Most cases of tuberculosis are due to reactivation of endogenous infection which may have lain quiescent or dormant for decades. How Mycobacterium tuberculosis survives for this length of time is unknown, but it is hypothesized that reduced oxygen tension may trigger the tubercle bacillus to enter a state of dormancy. Mycobacterium bovis BCG and M. tuberculosis H37Rv were cultured under aerobic, microaerobic, and anaerobic conditions. Their ultrastructural morphology was analyzed by transmission electron microscopy (TEM), and protein expression profiles were compared by sodium dodecyl sulfate-polyacrylamide gel electrophoresis (SDS-PAGE). TEM revealed that the microaerobically and anaerobically cultured bacilli but not the aerobically cultured bacilli developed a strikingly thickened cell wall outer layer. The thickening was not observed in aerobically cultured stationary-phase bacilli or in anaerobically cultured Mycobacterium smegmatis.

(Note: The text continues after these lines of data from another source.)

// Phase collaborators: fetch/ingest and separation
pub mod fetch;
pub mod separate;
pub mod tags;

use std::path::PathBuf;
use std::sync::Arc;

use async_trait::async_trait;
use tokio_util::sync::CancellationToken;

use crate::error::Result;
use crate::models::{QualityPreset, Source, StemMode};

pub use fetch::{LocalIngest, RemoteFetcher};
pub use separate::{parse_artist_song, sanitize_filename, stage_stems, DemucsSeparator};
pub use tags::{read_audio_tags, AudioTags};

#[derive(Debug, Clone, Copy, Default, PartialEq)]
pub struct PhaseProgress {
    /// Completion in [0,1]
    pub fraction: f64,
    pub eta_sec: Option<f64>,
}

pub type ProgressFn = Arc<dyn Fn(PhaseProgress) + Send + Sync>;

/// Phase-1 output
#[derive(Debug, Clone, PartialEq)]
pub struct FetchedMedia {
    pub path: PathBuf,
    pub title: Option<String>,
    pub channel: Option<String>,
    /// Scratch directory to remove once the item is finished
    pub scratch_dir: Option<PathBuf>,
}

#[async_trait]
pub trait Fetcher: Send + Sync {
    async fn fetch(
        &self,
        source: &Source,
        progress: ProgressFn,
        cancel: CancellationToken,
    ) -> Result<FetchedMedia>;
}

#[derive(Debug, Clone, PartialEq)]
pub struct SeparationRequest {
    pub input: PathBuf,
    pub title: String,
    pub channel: Option<String>,
    pub folder: PathBuf,
    pub model: String,
    pub stem_mode: StemMode,
    pub quality: QualityPreset,
}

/// Phase-2 output
#[derive(Debug, Clone, PartialEq)]
pub struct SeparationOutput {
    pub dest_path: PathBuf,
    pub stems: Vec<PathBuf>,
}

#[async_trait]
pub trait Separator: Send + Sync {
    async fn separate(
        &self,
        request: SeparationRequest,
        progress: ProgressFn,
        cancel: CancellationToken,
    ) -> Result<SeparationOutput>;
}

/// The collaborators the dispatcher drives, one per phase and source kind
#[derive(Clone)]
pub struct Pipeline {
    pub remote: Arc<dyn Fetcher>,
    pub local: Arc<dyn Fetcher>,
    pub separator: Arc<dyn Separator>,
}

impl Pipeline {
    pub fn fetcher_for(&self, source: &Source) -> Arc<dyn Fetcher> {
        match source {
            Source::Remote { .. } => Arc::clone(&self.remote),
            Source::Local { .. } => Arc::clone(&self.local),
        }
    }
}
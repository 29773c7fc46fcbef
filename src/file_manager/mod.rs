pub mod json_ops;
pub mod settings_store;

pub use json_ops::*;
pub use settings_store::SettingsStore;
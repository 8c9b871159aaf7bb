//! Trendcast - Daily Close Forecasting Pipeline
//!
//! Fetches a bounded daily-close history for a ticker symbol, normalizes a
//! fixed-length input window against an anchor close, runs a pretrained
//! sequence model over it, and merges history and denormalized forecast into
//! one plot-ready series.
//!
//! # Architecture
//!
//! ```text
//! symbol selection → Orchestrator (generation-fenced state machine)
//!     ↓
//! HistorySource (provider HTTP fetch, ascending bounded series)
//!     ↓
//! window::normalize (last K closes / anchor)
//!     ↓
//! ForecastEngine (single-flight model load, [1, K] inference)
//!     ↓
//! window::denormalize (× anchor)
//!     ↓
//! MergedSeries (labels / actual / predicted, gap-filled)
//!     ↓
//! watch::Receiver<DisplaySnapshot> → display consumers
//! ```
//!
//! The inference resource is loaded lazily, once per process, and shared by
//! every forecast regardless of symbol. Failures never clear previously
//! committed display state; retry is user-driven by re-selecting.
//!
//! # Module Organization
//!
//! - `config` - Environment-driven settings with built-in defaults
//! - `error` - Failure taxonomy shared by every stage
//! - `series` - PricePoint, HistorySeries, MergedSeries
//! - `window` - Input window construction and anchor scaling
//! - `history` - Market-data provider seam and HTTP client
//! - `model` - Inference seams and the ONNX adapter
//! - `engine` - Single-flight model lifecycle and invocation
//! - `orchestrator` - Selection handling, fencing, display snapshots

pub mod config;
pub mod engine;
pub mod error;
pub mod history;
pub mod model;
pub mod orchestrator;
pub mod series;
pub mod window;

// Re-export commonly used types
pub use config::Config;
pub use engine::ForecastEngine;
pub use error::{ForecastError, Result};
pub use history::{AlphaVantageClient, HistorySource};
pub use model::{HttpModelLoader, InferenceModel, ModelLoader, OnnxModel};
pub use orchestrator::{CommittedForecast, DisplaySnapshot, Orchestrator, PipelinePhase};
pub use series::{HistorySeries, MergedSeries, PricePoint};
pub use window::{denormalize, normalize, InputWindow, NormalizationContext};

/// Wire the production pipeline from configuration.
///
/// Provider client, HTTP model loader, and engine are assembled the same way
/// a display shell would do it by hand; tests swap the seams instead.
pub fn build_orchestrator(config: &Config) -> Orchestrator {
    let source = std::sync::Arc::new(AlphaVantageClient::new(config));
    let loader = std::sync::Arc::new(HttpModelLoader::new(
        config.model_url.clone(),
        config.model_timeout,
    ));
    let engine = ForecastEngine::new(loader);
    Orchestrator::new(source, engine, config.window_len)
}
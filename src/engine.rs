//! Forecast engine: inference resource lifecycle and invocation
//!
//! Owns the one shared inference resource. Loading is lazy and single-flight:
//! the first caller triggers the load, concurrent callers await that same
//! load, and the result is cached for the rest of the process lifetime. A
//! failed load leaves the cache empty, so the next selection retries.

use crate::error::{ForecastError, Result};
use crate::model::{InferenceModel, ModelLoader};
use crate::window::InputWindow;
use std::sync::Arc;
use tokio::sync::OnceCell;

pub struct ForecastEngine {
    loader: Arc<dyn ModelLoader>,
    model: OnceCell<Arc<dyn InferenceModel>>,
}

impl ForecastEngine {
    pub fn new(loader: Arc<dyn ModelLoader>) -> Self {
        Self {
            loader,
            model: OnceCell::new(),
        }
    }

    /// Get the shared inference resource, loading it on first use.
    ///
    /// Concurrent callers during an in-progress load all await that load and
    /// share its outcome. On failure the cache stays empty.
    pub async fn ensure_loaded(&self) -> Result<Arc<dyn InferenceModel>> {
        let model = self
            .model
            .get_or_try_init(|| async {
                log::info!("🧠 loading inference resource");
                self.loader.load().await
            })
            .await?;
        Ok(model.clone())
    }

    /// Run one forecast over a normalized window, loading the resource first
    /// if needed.
    ///
    /// H is whatever length the model emits; an empty output is an
    /// `InferenceFailure`.
    pub async fn predict(&self, window: &InputWindow) -> Result<Vec<f64>> {
        let model = self.ensure_loaded().await?;
        let forecast = model.predict(window.values())?;

        if forecast.is_empty() {
            return Err(ForecastError::InferenceFailure(
                "model produced an empty forecast".to_string(),
            ));
        }

        log::debug!(
            "forecast of {} steps from a {}-close window",
            forecast.len(),
            window.len()
        );
        Ok(forecast)
    }

    pub fn is_loaded(&self) -> bool {
        self.model.initialized()
    }

    /// Drop the cached resource so the next call loads afresh. The only
    /// reload path; nothing evicts automatically.
    pub fn invalidate(&mut self) {
        if self.model.take().is_some() {
            log::info!("🧠 inference resource invalidated");
        }
    }
}
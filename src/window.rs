//! Input window construction and anchor-based scaling
//!
//! The model consumes ratios, not prices: the last K closes are divided by an
//! anchor close on the way in, and forecast ratios are multiplied by the same
//! anchor on the way out.

use crate::error::{ForecastError, Result};
use crate::series::HistorySeries;

/// Scaling context shared between normalization and denormalization.
///
/// The anchor is the close of the oldest point in the full bounded series,
/// not the first element of the K-point window taken from its tail. Both
/// directions must use the same anchor.
#[derive(Debug, Clone, Copy, PartialEq)]
pub struct NormalizationContext {
    pub anchor: f64,
}

/// Fixed-length normalized model input: the most recent K closes divided by
/// the anchor, order preserved.
#[derive(Debug, Clone, PartialEq)]
pub struct InputWindow {
    values: Vec<f64>,
}

impl InputWindow {
    pub fn values(&self) -> &[f64] {
        &self.values
    }

    pub fn len(&self) -> usize {
        self.values.len()
    }

    pub fn is_empty(&self) -> bool {
        self.values.is_empty()
    }
}

/// Derive the normalized input window and its scaling context.
///
/// Fails with `InsufficientHistory` when the series holds fewer than `k`
/// closes. Anchor = the full series' oldest close, even when the series is
/// longer than the window.
pub fn normalize(series: &HistorySeries, k: usize) -> Result<(InputWindow, NormalizationContext)> {
    if series.len() < k {
        return Err(ForecastError::InsufficientHistory {
            got: series.len(),
            need: k,
        });
    }

    // Oldest close of the whole bounded series, not of the tail window
    let anchor = match series.oldest() {
        Some(point) => point.close,
        None => {
            return Err(ForecastError::InsufficientHistory { got: 0, need: k });
        }
    };

    let closes = series.closes();
    let values = closes[closes.len() - k..]
        .iter()
        .map(|close| close / anchor)
        .collect();

    Ok((InputWindow { values }, NormalizationContext { anchor }))
}

/// Rescale forecast ratios back to price units. Pure; total for finite input.
pub fn denormalize(forecast: &[f64], ctx: &NormalizationContext) -> Vec<f64> {
    forecast.iter().map(|value| value * ctx.anchor).collect()
}
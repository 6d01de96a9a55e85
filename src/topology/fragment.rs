//! Fragments: closed loops of boundary edges describing one physically
//! connected piece of a cut element.
//!
//! A fragment is built either from the whole boundary of an uncut element or
//! from the node loops produced by [`Fragment::split`]. Its edges are oriented
//! head to tail: `edges[i].node(1) == edges[i + 1].node(0)`, wrapping around.

use crate::mesh_error::CutMeshError;
use crate::topology::edge::Edge;
use crate::topology::node::NodeKey;
use itertools::Itertools;
use std::collections::BTreeSet;
use std::fmt;

/// One closed boundary loop of a cut element.
#[derive(Clone, Debug, PartialEq)]
pub struct Fragment {
    host: Option<u32>,
    edges: Vec<Edge>,
}

impl Fragment {
    /// Fragment covering an element's whole boundary, cuts included.
    pub fn from_boundary(host: u32, boundary: &[Edge]) -> Self {
        Self {
            host: Some(host),
            edges: boundary.to_vec(),
        }
    }

    /// Fragment whose boundary visits `nodes` in order and closes back to the
    /// first node. The new edges carry no cuts.
    pub fn from_loop(host: Option<u32>, nodes: &[NodeKey]) -> Self {
        let edges = nodes
            .iter()
            .circular_tuple_windows()
            .map(|(&a, &b)| Edge::new(a, b))
            .collect();
        Self { host, edges }
    }

    /// Element owning this fragment.
    pub fn host(&self) -> Option<u32> {
        self.host
    }

    pub(crate) fn set_host(&mut self, host: u32) {
        self.host = Some(host);
    }

    pub fn edges(&self) -> &[Edge] {
        &self.edges
    }

    pub fn edge(&self, index: usize) -> &Edge {
        &self.edges[index]
    }

    pub(crate) fn edge_mut(&mut self, index: usize) -> &mut Edge {
        &mut self.edges[index]
    }

    pub fn num_edges(&self) -> usize {
        self.edges.len()
    }

    /// Loop nodes in boundary order.
    pub fn nodes(&self) -> Vec<NodeKey> {
        self.edges.iter().map(|e| e.node(0)).collect()
    }

    /// All embedded nodes on the boundary, endpoints and cuts alike.
    pub fn embedded_nodes(&self) -> BTreeSet<NodeKey> {
        self.edges
            .iter()
            .flat_map(|e| e.nodes().into_iter().chain(e.embedded_node()))
            .filter(|n| n.is_embedded())
            .collect()
    }

    pub fn contains_node(&self, node: NodeKey) -> bool {
        self.edges.iter().any(|e| e.contains_node(node))
    }

    /// Two fragments are connected when they share an equivalent edge.
    pub fn is_connected(&self, other: &Fragment) -> bool {
        self.edges
            .iter()
            .any(|a| other.edges.iter().any(|b| a.equivalent(b)))
    }

    /// Number of boundary edges carrying a cut.
    pub fn num_cuts(&self) -> usize {
        self.edges.iter().filter(|e| e.has_intersection()).count()
    }

    /// Endpoints of `edge` that lie on this fragment.
    pub fn common_nodes_with_edge(&self, edge: &Edge) -> Vec<NodeKey> {
        edge.nodes()
            .into_iter()
            .filter(|&n| self.contains_node(n))
            .collect()
    }

    pub fn is_edge_interior(&self, index: usize) -> bool {
        self.edges[index].is_interior_edge()
    }

    /// Indices of edges running through the element interior.
    pub fn interior_edge_ids(&self) -> Vec<usize> {
        (0..self.edges.len())
            .filter(|&i| self.is_edge_interior(i))
            .collect()
    }

    pub fn switch_node(&mut self, new: NodeKey, old: NodeKey) {
        for edge in &mut self.edges {
            edge.switch_node(new, old);
        }
    }

    /// Head-to-tail closure of the loop.
    pub fn is_closed(&self) -> bool {
        self.edges.len() >= 3
            && self
                .edges
                .iter()
                .circular_tuple_windows()
                .all(|(a, b)| a.node(1) == b.node(0))
    }

    /// Split the loop at its cut edges.
    ///
    /// Walks the boundary once, switching between two node lists every time a
    /// cut is crossed. No cut returns the fragment unchanged; one cut returns a
    /// single loop with the embedded node inserted; two cuts return the two
    /// loops on either side of the segment joining them.
    pub fn split(&self) -> Result<Vec<Fragment>, CutMeshError> {
        let mut loops: [Vec<NodeKey>; 2] = [Vec::new(), Vec::new()];
        let mut side = 0;
        let mut cuts = 0;
        for edge in &self.edges {
            loops[side].push(edge.node(0));
            if let Some(embedded) = edge.embedded_node() {
                loops[side].push(embedded);
                side = 1 - side;
                loops[side].push(embedded);
                cuts += 1;
            }
        }

        match cuts {
            0 => Ok(vec![self.clone()]),
            1 => {
                let [mut first, second] = loops;
                first.extend(second.into_iter().skip(1));
                Ok(vec![Fragment::from_loop(self.host, &first)])
            }
            2 => Ok(loops
                .iter()
                .filter(|nodes| nodes.len() >= 3)
                .map(|nodes| Fragment::from_loop(self.host, nodes))
                .collect()),
            n => Err(CutMeshError::Invariant(format!(
                "fragment {self} has {n} cut edges, at most 2 can be split"
            ))),
        }
    }

    /// Merge the two fragment edges that lie on one cut element edge back into
    /// a single edge carrying the cut.
    ///
    /// Returns `true` when a pair was merged.
    pub fn combine_tip_edges(
        &mut self,
        host_edges: &[Edge],
        tolerance: f64,
    ) -> Result<bool, CutMeshError> {
        let n = self.edges.len();
        let mut tip = None;
        for host_edge in host_edges.iter().filter(|e| e.has_intersection()) {
            let on_edge: Vec<usize> = (0..n)
                .filter(|&j| host_edge.contains_edge(&self.edges[j]))
                .collect();
            if on_edge.len() == 2 {
                tip = Some((host_edge, on_edge[0], on_edge[1]));
                break;
            }
        }
        let Some((host_edge, a, b)) = tip else {
            return Ok(false);
        };

        let (first, second) = if b == a + 1 {
            (a, b)
        } else if a == 0 && b == n - 1 {
            (b, a)
        } else {
            return Err(CutMeshError::Invariant(format!(
                "tip edges {a} and {b} of fragment {self} are not adjacent"
            )));
        };

        let start = self.edges[first].node(0);
        let tip_node = self.edges[first].node(1);
        let end = self.edges[second].node(1);
        if tip_node != self.edges[second].node(0) {
            return Err(CutMeshError::Invariant(format!(
                "tip edges of fragment {self} do not meet"
            )));
        }

        let locate = |node| {
            host_edge.distance_from_first(node).ok_or_else(|| {
                CutMeshError::Invariant(format!("node {node} is not on edge {host_edge}"))
            })
        };
        let (x_start, x_end, x_tip) = (locate(start)?, locate(end)?, locate(tip_node)?);
        let span = x_end - x_start;
        if span.abs() < tolerance {
            return Err(CutMeshError::InvalidIntersection(format!(
                "tip edges of fragment {self} span no length on edge {host_edge}"
            )));
        }
        let position = (x_tip - x_start) / span;

        let mut full = Edge::new(start, end);
        full.add_intersection(position, tip_node, start, tolerance)?;
        self.edges[first] = full;
        self.edges.remove(second);
        Ok(true)
    }

    /// Parametric length of the element boundary covered by this fragment.
    ///
    /// Each element edge has length 1. Interior edges do not count.
    pub fn boundary_measure(&self, host_edges: &[Edge]) -> f64 {
        self.edges
            .iter()
            .filter(|e| !e.is_interior_edge())
            .filter_map(|e| {
                host_edges.iter().find(|h| h.contains_edge(e)).and_then(|h| {
                    let x0 = h.distance_from_first(e.node(0))?;
                    let x1 = h.distance_from_first(e.node(1))?;
                    Some((x1 - x0).abs())
                })
            })
            .sum()
    }
}

impl fmt::Display for Fragment {
    fn fmt(&self, f: &mut fmt::Formatter<'_>) -> fmt::Result {
        write!(f, "{{{}}}", self.edges.iter().join(" "))
    }
}

#[cfg(test)]
mod tests {
    use super::*;

    const TOL: f64 = 1e-4;

    fn p(id: u32) -> NodeKey {
        NodeKey::permanent(id)
    }

    fn e(id: u32) -> NodeKey {
        NodeKey::embedded(id)
    }

    fn square() -> Vec<Edge> {
        vec![
            Edge::new(p(0), p(1)),
            Edge::new(p(1), p(2)),
            Edge::new(p(2), p(3)),
            Edge::new(p(3), p(0)),
        ]
    }

    #[test]
    fn uncut_boundary_is_closed_and_whole() {
        let frag = Fragment::from_boundary(0, &square());
        assert!(frag.is_closed());
        assert_eq!(frag.num_cuts(), 0);
        assert_eq!(frag.split().unwrap(), vec![frag.clone()]);
        assert!((frag.boundary_measure(&square()) - 4.0).abs() < 1e-12);
    }

    #[test]
    fn two_cuts_split_into_two_loops() {
        let mut edges = square();
        edges[0].add_intersection(0.5, e(0), p(0), TOL).unwrap();
        edges[2].add_intersection(0.5, e(1), p(2), TOL).unwrap();
        let frag = Fragment::from_boundary(0, &edges);
        let pieces = frag.split().unwrap();
        assert_eq!(pieces.len(), 2);
        assert_eq!(pieces[0].nodes(), vec![p(0), e(0), e(1), p(3)]);
        assert_eq!(pieces[1].nodes(), vec![e(0), p(1), p(2), e(1)]);
        assert!(pieces.iter().all(Fragment::is_closed));
        assert!(pieces[0].is_connected(&pieces[1]));
        assert_eq!(pieces[0].interior_edge_ids(), vec![1]);
        assert_eq!(pieces[1].interior_edge_ids(), vec![3]);

        let total: f64 = pieces.iter().map(|f| f.boundary_measure(&edges)).sum();
        assert!((total - 4.0).abs() < 1e-12);
    }

    #[test]
    fn one_cut_inserts_the_embedded_node() {
        let mut edges = square();
        edges[1].add_intersection(0.3, e(0), p(1), TOL).unwrap();
        let pieces = Fragment::from_boundary(0, &edges).split().unwrap();
        assert_eq!(pieces.len(), 1);
        assert_eq!(pieces[0].nodes(), vec![p(0), p(1), e(0), p(2), p(3)]);
        assert_eq!(pieces[0].num_edges(), 5);
        assert!((pieces[0].boundary_measure(&edges) - 4.0).abs() < 1e-12);
    }

    #[test]
    fn corner_cut_produces_triangle() {
        let mut edges = square();
        edges[0].add_intersection(0.5, e(0), p(0), TOL).unwrap();
        edges[1].add_intersection(0.5, e(1), p(1), TOL).unwrap();
        let pieces = Fragment::from_boundary(0, &edges).split().unwrap();
        assert_eq!(pieces[0].nodes(), vec![p(0), e(0), e(1), p(2), p(3)]);
        assert_eq!(pieces[1].nodes(), vec![e(0), p(1), e(1)]);
    }

    #[test]
    fn tip_edges_spanning_nothing_are_rejected() {
        let mut edges = square();
        edges[2].add_intersection(0.25, e(0), p(2), TOL).unwrap();
        let mut frag = Fragment::from_loop(Some(0), &[p(0), p(1), p(2), e(0), p(2)]);
        assert!(matches!(
            frag.combine_tip_edges(&edges, TOL),
            Err(CutMeshError::InvalidIntersection(_))
        ));
    }

    #[test]
    fn tip_edges_combine_back_into_one_cut_edge() {
        let mut edges = square();
        edges[2].add_intersection(0.25, e(0), p(2), TOL).unwrap();
        let mut frag = Fragment::from_boundary(0, &edges).split().unwrap().remove(0);
        assert_eq!(frag.num_edges(), 5);
        assert!(frag.combine_tip_edges(&edges, TOL).unwrap());
        assert_eq!(frag.num_edges(), 4);
        assert!(frag.is_closed());
        let merged = frag.edge(2);
        assert_eq!(merged.nodes(), [p(2), p(3)]);
        assert!((merged.intersection(p(2)).unwrap() - 0.25).abs() < 1e-12);
        assert!(!frag.combine_tip_edges(&square(), TOL).unwrap());
    }

    #[test]
    fn tip_edges_wrapping_the_loop_start_combine() {
        let mut edges = square();
        edges[0].add_intersection(0.5, e(0), p(0), TOL).unwrap();
        // Loop starting at the embedded node: the two halves of edge 0 are
        // the last and the first fragment edge.
        let mut frag = Fragment::from_loop(Some(0), &[e(0), p(1), p(2), p(3), p(0)]);
        assert!(frag.combine_tip_edges(&edges, TOL).unwrap());
        assert_eq!(frag.nodes(), vec![p(1), p(2), p(3), p(0)]);
        assert_eq!(frag.edge(3).embedded_node(), Some(e(0)));
        assert!(frag.is_closed());
    }

    #[test]
    fn common_nodes_with_edge_filters_endpoints() {
        let frag = Fragment::from_loop(Some(0), &[p(0), e(0), e(1), p(3)]);
        let edge = Edge::new(p(3), p(2));
        assert_eq!(frag.common_nodes_with_edge(&edge), vec![p(3)]);
        assert_eq!(frag.embedded_nodes().len(), 2);
    }
}
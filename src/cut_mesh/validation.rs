//! Whole-mesh consistency checks.

use crate::cut_mesh::CutMesh;
use crate::debug_invariants::DebugInvariants;
use crate::mesh_error::CutMeshError;
use crate::topology::element::Element;
use crate::topology::node::NodeKey;

impl CutMesh {
    /// No temporary node may outlive a topology update.
    pub fn sanity_check(&self) -> Result<(), CutMeshError> {
        if self.temp_nodes.is_empty() {
            Ok(())
        } else {
            log::error!("temporary nodes left after stitching:\n{self}");
            Err(CutMeshError::LeakedTemporaryNodes(self.temp_nodes.len()))
        }
    }

    pub(crate) fn validate_stage(&self, stage: &'static str) -> Result<(), CutMeshError> {
        if self.options.validation_enabled() {
            self.validate_after(stage)
        } else {
            Ok(())
        }
    }

    fn check_reference(&self, elem: &Element, key: NodeKey) -> Result<(), CutMeshError> {
        if key.is_local() {
            return Err(CutMeshError::Invariant(format!(
                "element {} references local node {key}",
                elem.id()
            )));
        }
        let node = self.node(key)?;
        if node.generation() > self.generation {
            return Err(CutMeshError::StaleHandle {
                what: "node",
                id: key.id(),
                handle: node.generation().get(),
                current: self.generation.get(),
            });
        }
        Ok(())
    }

    fn validate_element(&self, elem: &Element) -> Result<(), CutMeshError> {
        let id = elem.id();
        for &node in elem.nodes() {
            self.check_reference(elem, node)?;
        }
        for edge in elem.edges() {
            edge.consistency_check()?;
            if let Some(embedded) = edge.embedded_node() {
                self.check_reference(elem, embedded)?;
            }
        }
        for (i, frag) in elem.fragments().iter().enumerate() {
            if !frag.is_closed() {
                return Err(CutMeshError::OpenFragment {
                    element: id,
                    fragment: i,
                });
            }
            for edge in frag.edges() {
                edge.consistency_check()?;
                for node in edge.nodes().into_iter().chain(edge.embedded_node()) {
                    self.check_reference(elem, node)?;
                }
            }
        }
        for face_node in elem.interior_nodes() {
            self.check_reference(elem, face_node.node())?;
        }
        if let Some(parent) = elem.parent() {
            if !self.get_elem_by_id(parent)?.children().contains(&id) {
                return Err(CutMeshError::Invariant(format!(
                    "element {id} names {parent} as parent, which does not list it as a child"
                )));
            }
        }
        for &child in elem.children() {
            if self.get_elem_by_id(child)?.parent() != Some(id) {
                return Err(CutMeshError::Invariant(format!(
                    "element {id} lists {child} as a child, which names another parent"
                )));
            }
        }
        Ok(())
    }
}

impl DebugInvariants for CutMesh {
    fn debug_assert_invariants(&self) {
        crate::debug_invariants!(self.validate_invariants(), "CutMesh");
    }

    fn validate_invariants(&self) -> Result<(), CutMeshError> {
        for elem in self.elements.values() {
            self.validate_element(elem)?;
        }
        self.check_neighbor_symmetry()?;
        for tip in &self.crack_tip_elements {
            if !self.elements.contains_key(tip) {
                return Err(CutMeshError::Invariant(format!(
                    "crack-tip element {tip} does not exist"
                )));
            }
        }
        Ok(())
    }
}

#[cfg(test)]
mod tests {
    use crate::cut_mesh::CutMesh;
    use crate::debug_invariants::DebugInvariants;
    use crate::mesh_error::CutMeshError;
    use crate::topology::node::NodeKey;

    #[test]
    fn fresh_mesh_is_valid() {
        let mut mesh = CutMesh::default();
        mesh.add_elements(&[vec![0, 1, 2, 3], vec![3, 2, 4, 5]])
            .unwrap();
        mesh.update_edge_neighbors().unwrap();
        assert!(mesh.validate_invariants().is_ok());
        mesh.debug_assert_invariants();
        assert!(mesh.sanity_check().is_ok());
    }

    #[test]
    fn dangling_node_references_are_reported() {
        let mut mesh = CutMesh::default();
        mesh.add_elements(&[vec![0, 1, 2, 3]]).unwrap();
        mesh.elem_mut(0)
            .unwrap()
            .switch_node(NodeKey::permanent(9), NodeKey::permanent(0));
        assert_eq!(
            mesh.validate_invariants(),
            Err(CutMeshError::UnknownNode(NodeKey::permanent(9)))
        );
    }
}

A highly expressed protein was detected by SDS-PAGE in microaerobic and anaerobic cultures and was identified as the 16-kDa small heat shock protein or alpha-crystallin homolog. Immunolocalization by colloidal gold immunoelectron microscopy identified three patterns of protein distribution in M. bovis BCG cultured under low oxygen tension. The 16-kDa protein was strongly associated with the cell envelope, fibrous peptidoglycan-like structures, and intracellular and peripheral clusters. These results suggest that tubercle bacilli may adapt to low-oxygen conditions by developing a thickened cell wall and that the 16-kDa protein may play a role in stabilizing cell structures during long-term survival, thus helping the bacilli survive the low oxygen tension in granulomas. As such, the cell wall thickening and the 16-kDa protein may be markers for the dormant state of M. tuberculosis.